Psiquiatra da Casa de Saúde Saint Roman fala sobre o crime de Suzano
*Dr. Ricardo Patitucci
A explicação para o massacre que ocorreu em Suzano ultrapassa as fronteiras da psiquiatria, e esta ciência sozinha não pode compreendê-lo por completo. No entanto, é necessário investigar se os indivíduos responsáveis pelos assassinatos sofriam de algum transtorno mental; e é sobre essa questão que nos debruçaremos agora.
A maioria dos crimes possui uma motivação, mas quando ela não está clara - e até nos parece incompreensível - são grandes as chances de estarmos frente a um ilícito cometido por um indivíduo desprovido de sanidade. Esse é um dos preceitos da psiquiatria forense, área do conhecimento que estabelece uma ponte entre a psiquiatria e o direito. E que, dentre outras atribuições, busca responder às seguintes perguntas: o avaliado possui transtorno mental? Se sim, esse transtorno prejudicou o seu entendimento sobre a realidade no momento do crime? O transtorno prejudicou o controle do indivíduo sobre si próprio no momento do crime?

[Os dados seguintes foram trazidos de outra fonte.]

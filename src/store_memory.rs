// In-memory implementation of the store traits.
//
// The tree is described in JSON with the same layout as the HDF5 files:
//
// ```json
// {
//   "type": "group",
//   "members": {
//     "c_Graphite": {
//       "type": "group",
//       "attrs": { "atomic_weight_ratio": 11.898, "nuclides": ["C0"] },
//       "members": {
//         "kTs": { "type": "group", "members": {
//           "296K": { "type": "dataset", "data": [0.0255] }
//         }}
//       }
//     }
//   }
// }
// ```
//
// Every group and dataset handle handed out is counted until dropped, which
// lets callers check that a load released everything it opened.

use std::collections::BTreeMap;
use std::sync::atomic::{AtomicUsize, Ordering};
use std::sync::Arc;

use serde::{Deserialize, Serialize};

use crate::error::{Result, SabError};
use crate::store::{AttrValue, Dataset, Group};

/// One node of the in-memory tree.
#[derive(Debug, Clone, Serialize, Deserialize)]
#[serde(tag = "type", rename_all = "lowercase")]
pub enum Node {
    Group {
        #[serde(default)]
        attrs: BTreeMap<String, AttrValue>,
        #[serde(default)]
        members: BTreeMap<String, Node>,
    },
    Dataset {
        /// Empty for a scalar
        #[serde(default)]
        shape: Vec<usize>,
        data: Vec<f64>,
        #[serde(default)]
        attrs: BTreeMap<String, AttrValue>,
    },
}

impl Node {
    fn child(&self, name: &str) -> Option<&Node> {
        match self {
            Node::Group { members, .. } => members.get(name),
            Node::Dataset { .. } => None,
        }
    }

    fn attrs(&self) -> &BTreeMap<String, AttrValue> {
        match self {
            Node::Group { attrs, .. } | Node::Dataset { attrs, .. } => attrs,
        }
    }

    fn validate(&self, path: &str) -> Result<()> {
        match self {
            Node::Group { members, .. } => {
                for (name, member) in members {
                    member.validate(&format!("{}/{}", path, name))?;
                }
                Ok(())
            }
            Node::Dataset { shape, data, .. } => {
                let expected: usize = shape.iter().product();
                if expected != data.len() {
                    return Err(SabError::ShapeMismatch(format!(
                        "dataset '{}' declares shape {:?} but holds {} values",
                        path,
                        shape,
                        data.len()
                    )));
                }
                Ok(())
            }
        }
    }
}

/// Counts one open handle for as long as it lives.
#[derive(Debug)]
struct HandleGuard(Arc<AtomicUsize>);

impl HandleGuard {
    fn acquire(counter: &Arc<AtomicUsize>) -> Self {
        counter.fetch_add(1, Ordering::SeqCst);
        HandleGuard(Arc::clone(counter))
    }
}

impl Drop for HandleGuard {
    fn drop(&mut self) {
        self.0.fetch_sub(1, Ordering::SeqCst);
    }
}

/// An immutable in-memory store. Cheap to share between threads.
#[derive(Debug, Clone)]
pub struct MemoryStore {
    root: Arc<Node>,
    open: Arc<AtomicUsize>,
}

impl MemoryStore {
    pub fn new(root: Node) -> Result<Self> {
        if !matches!(root, Node::Group { .. }) {
            return Err(SabError::ShapeMismatch(
                "store root must be a group".to_string(),
            ));
        }
        root.validate("")?;
        Ok(MemoryStore {
            root: Arc::new(root),
            open: Arc::new(AtomicUsize::new(0)),
        })
    }

    pub fn from_value(value: serde_json::Value) -> Result<Self> {
        let root: Node = serde_json::from_value(value)?;
        Self::new(root)
    }

    pub fn from_json_str(json: &str) -> Result<Self> {
        let root: Node = serde_json::from_str(json)?;
        Self::new(root)
    }

    /// Handle to the root group (`/`).
    pub fn root(&self) -> MemGroup {
        MemGroup {
            root: Arc::clone(&self.root),
            path: Vec::new(),
            _guard: HandleGuard::acquire(&self.open),
        }
    }

    /// Number of group and dataset handles currently alive.
    pub fn open_handles(&self) -> usize {
        self.open.load(Ordering::SeqCst)
    }
}

fn walk<'a>(root: &'a Node, path: &[String]) -> Option<&'a Node> {
    path.iter().try_fold(root, |node, name| node.child(name))
}

fn join_path(path: &[String]) -> String {
    format!("/{}", path.join("/"))
}

/// Group handle into a [`MemoryStore`].
#[derive(Debug)]
pub struct MemGroup {
    root: Arc<Node>,
    path: Vec<String>,
    _guard: HandleGuard,
}

impl MemGroup {
    fn node(&self) -> Result<&Node> {
        walk(&self.root, &self.path)
            .ok_or_else(|| SabError::MissingData(format!("group '{}'", self.name())))
    }

    fn child_path(&self, name: &str) -> Vec<String> {
        let mut path = self.path.clone();
        path.extend(name.split('/').filter(|s| !s.is_empty()).map(str::to_string));
        path
    }
}

impl Group for MemGroup {
    type Dataset = MemDataset;

    fn name(&self) -> String {
        join_path(&self.path)
    }

    fn open_group(&self, name: &str) -> Result<Self> {
        let path = self.child_path(name);
        match walk(&self.root, &path) {
            Some(Node::Group { .. }) => Ok(MemGroup {
                root: Arc::clone(&self.root),
                path,
                _guard: HandleGuard::acquire(&self._guard.0),
            }),
            _ => Err(SabError::MissingData(format!(
                "group '{}'",
                join_path(&path)
            ))),
        }
    }

    fn open_dataset(&self, name: &str) -> Result<MemDataset> {
        let path = self.child_path(name);
        match walk(&self.root, &path) {
            Some(Node::Dataset { .. }) => Ok(MemDataset {
                root: Arc::clone(&self.root),
                path,
                _guard: HandleGuard::acquire(&self._guard.0),
            }),
            _ => Err(SabError::MissingData(format!(
                "dataset '{}'",
                join_path(&path)
            ))),
        }
    }

    fn member_names(&self) -> Result<Vec<String>> {
        match self.node()? {
            Node::Group { members, .. } => Ok(members.keys().cloned().collect()),
            Node::Dataset { .. } => Ok(Vec::new()),
        }
    }

    fn dataset_names(&self) -> Result<Vec<String>> {
        match self.node()? {
            Node::Group { members, .. } => Ok(members
                .iter()
                .filter(|(_, node)| matches!(node, Node::Dataset { .. }))
                .map(|(name, _)| name.clone())
                .collect()),
            Node::Dataset { .. } => Ok(Vec::new()),
        }
    }

    fn exists(&self, path: &str) -> bool {
        walk(&self.root, &self.child_path(path)).is_some()
    }

    fn attr(&self, name: &str) -> Result<AttrValue> {
        self.node()?.attrs().get(name).cloned().ok_or_else(|| {
            SabError::MissingData(format!("attribute '{}' on '{}'", name, self.name()))
        })
    }
}

/// Dataset handle into a [`MemoryStore`].
#[derive(Debug)]
pub struct MemDataset {
    root: Arc<Node>,
    path: Vec<String>,
    _guard: HandleGuard,
}

impl MemDataset {
    fn parts(&self) -> Result<(&[usize], &[f64], &BTreeMap<String, AttrValue>)> {
        match walk(&self.root, &self.path) {
            Some(Node::Dataset { shape, data, attrs }) => {
                Ok((shape.as_slice(), data.as_slice(), attrs))
            }
            _ => Err(SabError::MissingData(format!("dataset '{}'", self.name()))),
        }
    }
}

impl Dataset for MemDataset {
    fn name(&self) -> String {
        join_path(&self.path)
    }

    fn shape(&self) -> Vec<usize> {
        self.parts().map(|(shape, _, _)| shape.to_vec()).unwrap_or_default()
    }

    fn read_raw(&self) -> Result<Vec<f64>> {
        Ok(self.parts()?.1.to_vec())
    }

    fn attr(&self, name: &str) -> Result<AttrValue> {
        self.parts()?.2.get(name).cloned().ok_or_else(|| {
            SabError::MissingData(format!("attribute '{}' on '{}'", name, self.name()))
        })
    }

    fn has_attr(&self, name: &str) -> bool {
        self.parts()
            .map(|(_, _, attrs)| attrs.contains_key(name))
            .unwrap_or(false)
    }
}

#[cfg(test)]
mod tests {
    use super::*;
    use serde_json::json;

    fn sample_store() -> MemoryStore {
        MemoryStore::from_value(json!({
            "type": "group",
            "members": {
                "table": {
                    "type": "group",
                    "attrs": { "awr": 11.9, "mode": "equal", "names": ["a", "b"] },
                    "members": {
                        "grid": { "type": "dataset", "shape": [2, 3], "data": [1, 2, 3, 4, 5, 6],
                                  "attrs": { "offsets": [0, 2] } },
                        "scalar": { "type": "dataset", "data": [0.5] },
                        "sub": { "type": "group" }
                    }
                }
            }
        }))
        .unwrap()
    }

    #[test]
    fn test_navigation_and_attributes() {
        let store = sample_store();
        let root = store.root();
        let table = root.open_group("table").unwrap();
        assert_eq!(table.name(), "/table");
        assert_eq!(table.attr_f64("awr").unwrap(), 11.9);
        assert_eq!(table.attr_string("mode").unwrap(), "equal");
        assert_eq!(table.attr_strings("names").unwrap(), vec!["a", "b"]);
        assert_eq!(table.dataset_names().unwrap(), vec!["grid", "scalar"]);
        assert_eq!(table.member_names().unwrap(), vec!["grid", "scalar", "sub"]);
        assert!(table.exists("sub"));
        assert!(root.exists("table/grid"));
        assert!(!root.exists("table/missing"));
        assert!(table.open_group("grid").is_err());
    }

    #[test]
    fn test_dataset_reads() {
        let store = sample_store();
        let root = store.root();
        let grid = root.open_dataset("table/grid").unwrap();
        assert_eq!(grid.shape(), vec![2, 3]);
        let arr = grid.read_2d().unwrap();
        assert_eq!(arr[[1, 0]], 4.0);
        assert!(grid.read_1d().is_err());
        assert_eq!(grid.attr_usize_vec("offsets").unwrap(), vec![0, 2]);

        let scalar = root.open_dataset("table/scalar").unwrap();
        assert_eq!(scalar.read_scalar().unwrap(), 0.5);
    }

    #[test]
    fn test_handles_are_released_on_drop() {
        let store = sample_store();
        {
            let root = store.root();
            let table = root.open_group("table").unwrap();
            let _grid = table.open_dataset("grid").unwrap();
            assert_eq!(store.open_handles(), 3);
        }
        assert_eq!(store.open_handles(), 0);
    }

    #[test]
    fn test_inconsistent_dataset_is_rejected() {
        let result = MemoryStore::from_value(json!({
            "type": "group",
            "members": {
                "bad": { "type": "dataset", "shape": [2, 2], "data": [1, 2, 3] }
            }
        }));
        assert!(matches!(result, Err(SabError::ShapeMismatch(_))));
    }
}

Para isso vamos recorrer a um exemplo caricato, imagine um indivíduo de 30 anos, que apresenta retardo mental, nunca conseguiu se alfabetizar, não reconhece o valor do dinheiro, não compreende metáforas, não sabe andar sozinho pela rua e não consegue realizar sua higiene pessoal sem auxílio. Pense que ele está com fome e, ao caminhar por uma feira livre, pega algumas frutas sem pagar e vai embora. A princípio podemos julgar que ele cometeu um furto e que deve responder criminalmente por isso. Porém, voltando as perguntas feitas anteriormente, constatamos que ele possui um transtorno mental e que, como não compreende o valor do dinheiro, não possui o correto entendimento sobre o ato que cometeu. Assim, mediante um laudo do psiquiatra forense, ele pode ser considerado pelo juiz que o avaliará como inimputável, ou seja, incapaz de se responsabilizar pelo que fez. E deste modo, isento de pena. Tal exemplo é emblemático, mas se estende a casos de psicose, alterações de comportamento decorrente de demências, surtos do transtorno bipolar, entre outros.

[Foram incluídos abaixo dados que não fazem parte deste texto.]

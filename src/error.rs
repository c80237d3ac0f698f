use thiserror::Error;

/// Errors raised while loading a thermal scattering table.
///
/// Every variant is fatal for the table being loaded: the loader returns early
/// and no partially built table is handed back.
#[derive(Error, Debug)]
pub enum SabError {
    #[error("Nuclear data library does not contain data for {table} at or near {temperature} K")]
    TemperatureUnavailable { table: String, temperature: f64 },

    #[error("Unrecognized {what}: '{value}'")]
    UnrecognizedFormat { what: String, value: String },

    #[error("Shape mismatch: {0}")]
    ShapeMismatch(String),

    #[error("Unsupported angular distribution: {0}")]
    UnsupportedDistribution(String),

    #[error("Missing data: {0}")]
    MissingData(String),

    #[error("No thermal scattering file configured for table '{0}'")]
    UnknownTable(String),

    #[error("Invalid configuration: {0}")]
    InvalidConfig(String),

    #[error("JSON error: {0}")]
    Json(#[from] serde_json::Error),

    #[cfg(feature = "hdf5")]
    #[error("HDF5 error: {0}")]
    Hdf5(#[from] hdf5::Error),
}

pub type Result<T> = std::result::Result<T, SabError>;

impl SabError {
    pub(crate) fn unrecognized(what: &str, value: impl Into<String>) -> Self {
        SabError::UnrecognizedFormat {
            what: what.to_string(),
            value: value.into(),
        }
    }
}
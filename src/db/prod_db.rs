use super::crm_archive::CrmArchive;

pub struct ProdDb {}

impl ProdDb {
    pub fn crm() -> CrmArchive {
        CrmArchive {
            url: "https://downloads.datablist.com/exports/crm_export.tar.gz".to_string(),
            base_dir: "/tmp/crimp/CrmExport".to_string(),
            duckdb_path: "/tmp/crimp/DuckDB/crm.duckdb".to_string(),
            batch_size: 100,
        }
    }
}
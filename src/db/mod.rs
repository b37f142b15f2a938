pub mod crm_archive;
pub mod loader;
pub mod prod_db;
pub mod schema;
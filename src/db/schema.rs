use duckdb::{params, Connection};
use log::info;

use crate::errors::PipelineError;

/// One target table: its name, the CSV file inside the extracted archive
/// that feeds it, and the DDL that creates it.
pub struct TableSchema {
    pub name: &'static str,
    pub source_file: &'static str,
    pub ddl: &'static str,
}

/// The `id` column is synthetic, fed by a sequence; the remaining columns
/// are the CSV header names in snake_case.  Integer-looking fields stay
/// VARCHAR unless the source guarantees a numeric literal.
pub static ORGANIZATIONS: TableSchema = TableSchema {
    name: "organizations",
    source_file: "organizations.csv",
    ddl: r#"
CREATE SEQUENCE IF NOT EXISTS organizations_id_seq;
CREATE TABLE IF NOT EXISTS organizations (
    id INTEGER PRIMARY KEY DEFAULT nextval('organizations_id_seq'),
    "index" BIGINT,
    organization_id VARCHAR,
    name VARCHAR,
    website VARCHAR,
    country VARCHAR,
    description VARCHAR,
    founded INTEGER,
    industry VARCHAR,
    number_of_employees VARCHAR
);
"#,
};

pub static CUSTOMERS: TableSchema = TableSchema {
    name: "customers",
    source_file: "customers.csv",
    ddl: r#"
CREATE SEQUENCE IF NOT EXISTS customers_id_seq;
CREATE TABLE IF NOT EXISTS customers (
    id INTEGER PRIMARY KEY DEFAULT nextval('customers_id_seq'),
    "index" BIGINT,
    customer_id VARCHAR,
    first_name VARCHAR,
    last_name VARCHAR,
    company VARCHAR,
    city VARCHAR,
    country VARCHAR,
    phone_1 VARCHAR,
    phone_2 VARCHAR,
    email VARCHAR,
    subscription_date VARCHAR,
    website VARCHAR
);
"#,
};

pub fn table_exists(conn: &Connection, table: &str) -> Result<bool, PipelineError> {
    let n: i64 = conn.query_row(
        "SELECT count(*) FROM information_schema.tables \
         WHERE table_schema = 'main' AND table_name = ?",
        params![table],
        |row| row.get(0),
    )?;
    Ok(n > 0)
}

/// Create the two target tables if they don't exist yet.  Safe to call
/// repeatedly against the same database; existing tables and their rows
/// are left untouched.
pub fn ensure_tables(conn: &Connection) -> Result<(), PipelineError> {
    for table in [&ORGANIZATIONS, &CUSTOMERS] {
        if table_exists(conn, table.name)? {
            info!("table {} already exists", table.name);
            continue;
        }
        conn.execute_batch(table.ddl)?;
        info!("created table {}", table.name);
    }
    Ok(())
}
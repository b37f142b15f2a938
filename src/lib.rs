pub mod db;
pub mod download;
pub mod errors;
pub mod extract;
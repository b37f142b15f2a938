use thiserror::Error;

/// Failure taxonomy for one pipeline run.  Every stage maps its failures
/// into one of these variants and propagates upward; nothing is retried.
#[derive(Debug, Error)]
pub enum PipelineError {
    #[error("network error: {0}")]
    Network(String),

    #[error("extraction error: {0}")]
    Extraction(String),

    #[error("io error: {0}")]
    Io(#[from] std::io::Error),

    #[error("parse error: {0}")]
    Parse(String),

    #[error("storage error: {0}")]
    Storage(#[from] duckdb::Error),
}

impl From<reqwest::Error> for PipelineError {
    fn from(e: reqwest::Error) -> Self {
        PipelineError::Network(e.to_string())
    }
}

impl From<csv::Error> for PipelineError {
    fn from(e: csv::Error) -> Self {
        let msg = e.to_string();
        match e.into_kind() {
            csv::ErrorKind::Io(io) => PipelineError::Io(io),
            _ => PipelineError::Parse(msg),
        }
    }
}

É importante ressaltar que cada situação é única e não se pode realizar nenhuma generalização sobre esse assunto. Por exemplo, a afirmação de que “todo indivíduo com esquizofrenia não sabe o que faz” é falsa, pois dada a situação e o quadro evolutivo do indivíduo, pode ser que uma pessoa com esquizofrenia saiba exatamente o que fez.

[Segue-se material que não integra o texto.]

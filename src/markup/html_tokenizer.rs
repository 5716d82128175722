//! Lenient HTML tokenizer
//!
//! Wraps quick-xml's pull reader and smooths over the places where HTML is not
//! XML: void elements, raw-text elements, stray or missing end tags, bare `<`
//! and `&` in text and named character references. Nesting of the emitted
//! events is always balanced.

use std::collections::VecDeque;

use quick_xml::errors::{IllFormedError, SyntaxError};
use quick_xml::escape::unescape_with;
use quick_xml::events::{BytesStart, BytesText, Event};
use quick_xml::name::QName;
use quick_xml::Reader;

use super::entities::resolve_html_entity;
use super::event::{Attribute, EventSource, MarkupEvent, StreamError};

const VOID_ELEMENTS: &[&str] = &[
    "area", "base", "br", "col", "embed", "hr", "img", "input", "link", "meta", "param", "source",
    "track", "wbr",
];

const RAW_TEXT_ELEMENTS: &[&str] = &[
    "script", "style", "textarea", "title", "xmp", "iframe", "noembed", "noframes",
];

/// Raw-text elements whose content still has character references decoded
const ESCAPABLE_RAW_TEXT_ELEMENTS: &[&str] = &["textarea", "title"];

/// Elements whose start closes an open `<p>`
const P_CLOSERS: &[&str] = &[
    "address", "article", "aside", "blockquote", "details", "div", "dl", "fieldset", "figcaption",
    "figure", "footer", "form", "h1", "h2", "h3", "h4", "h5", "h6", "header", "hgroup", "hr",
    "main", "menu", "nav", "ol", "p", "pre", "section", "table", "ul",
];

/// Longest `&name;` considered a character reference
const MAX_REFERENCE_LEN: usize = 32;

/// Event source over an in-memory HTML document.
pub struct HtmlTokenizer<'a> {
    input: &'a str,
    reader: Reader<&'a [u8]>,
    /// Elements opened by this tokenizer and not yet closed
    open: Vec<String>,
    pending: VecDeque<MarkupEvent>,
    /// The next text event continues the last pending one
    joining_text: bool,
    finished: bool,
}
//! Captured nodes, grouped per field

use serde::ser::{Serialize, SerializeMap, Serializer};

use super::stack::PathElement;

/// A captured node: the path element as it was when it matched.
pub type CaptureEntry = PathElement;

/// Field name → captured entries in document order.
///
/// Every registered field is present, in registration order, even when
/// nothing matched it.
#[derive(Debug, Clone, Default, PartialEq, Eq)]
pub struct CaptureStore {
    fields: Vec<(String, Vec<CaptureEntry>)>,
}

impl CaptureStore {
    /// Store with an empty sequence for each field
    pub fn with_fields<'a>(names: impl IntoIterator<Item = &'a str>) -> Self {
        Self {
            fields: names
                .into_iter()
                .map(|name| (name.to_string(), Vec::new()))
                .collect(),
        }
    }

    /// Append `entry` to the field at `index` (registration order).
    pub(crate) fn push(&mut self, index: usize, entry: CaptureEntry) {
        if let Some((_, entries)) = self.fields.get_mut(index) {
            entries.push(entry);
        }
    }

    /// Entries of a registered field, `None` if the field was never registered
    pub fn get(&self, name: &str) -> Option<&[CaptureEntry]> {
        self.fields
            .iter()
            .find(|(field, _)| field == name)
            .map(|(_, entries)| entries.as_slice())
    }

    /// Entries of a field, empty if it has none or was never registered
    pub fn entries(&self, name: &str) -> &[CaptureEntry] {
        self.get(name).unwrap_or(&[])
    }

    pub fn field_names(&self) -> impl Iterator<Item = &str> {
        self.fields.iter().map(|(name, _)| name.as_str())
    }

    pub fn iter(&self) -> impl Iterator<Item = (&str, &[CaptureEntry])> {
        self.fields
            .iter()
            .map(|(name, entries)| (name.as_str(), entries.as_slice()))
    }

    /// Number of registered fields
    pub fn len(&self) -> usize {
        self.fields.len()
    }

    pub fn is_empty(&self) -> bool {
        self.fields.is_empty()
    }

    /// Total number of captured entries across all fields
    pub fn capture_count(&self) -> usize {
        self.fields.iter().map(|(_, entries)| entries.len()).sum()
    }
}

impl Serialize for CaptureStore {
    fn serialize<S: Serializer>(&self, serializer: S) -> Result<S::Ok, S::Error> {
        let mut map = serializer.serialize_map(Some(self.fields.len()))?;
        for (name, entries) in &self.fields {
            map.serialize_entry(name, entries)?;
        }
        map.end()
    }
}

No caso da chacina em Suzano é necessário realizarmos a chamada “autópsia psiquiátrica”. Esse recurso é utilizado quando se analisa a sanidade mental de um indivíduo que já morreu.
Mas como é possível emitir esse parecer sem entrevistar a pessoa? Certamente é uma situação complexa e que exige grande perícia do psiquiatra forense. Para isso são recolhidas o máximo de informações sobre o avaliado, e isso inclui: entrevista com familiares e pessoas de seu círculo de convivência, avaliação de comportamentos prévios, registros feitos por ele em mídias sociais, conteúdos armazenados em seu computador, preferências, registros médicos prévios, histórico e relatório escolar, padrões de relacionamentos afetivos, entre outros.
Assim, é leviano, neste momento, emitir qualquer parecer psiquiátrico-forense sobre a tragédia ocorrida em São Paulo sem antes termos acesso detalhado a maior parte destas informações.
*Dr.Ricardo Patitucci é psiquiatra forense e vice-diretor médico da Casa de Saúde Saint Roman.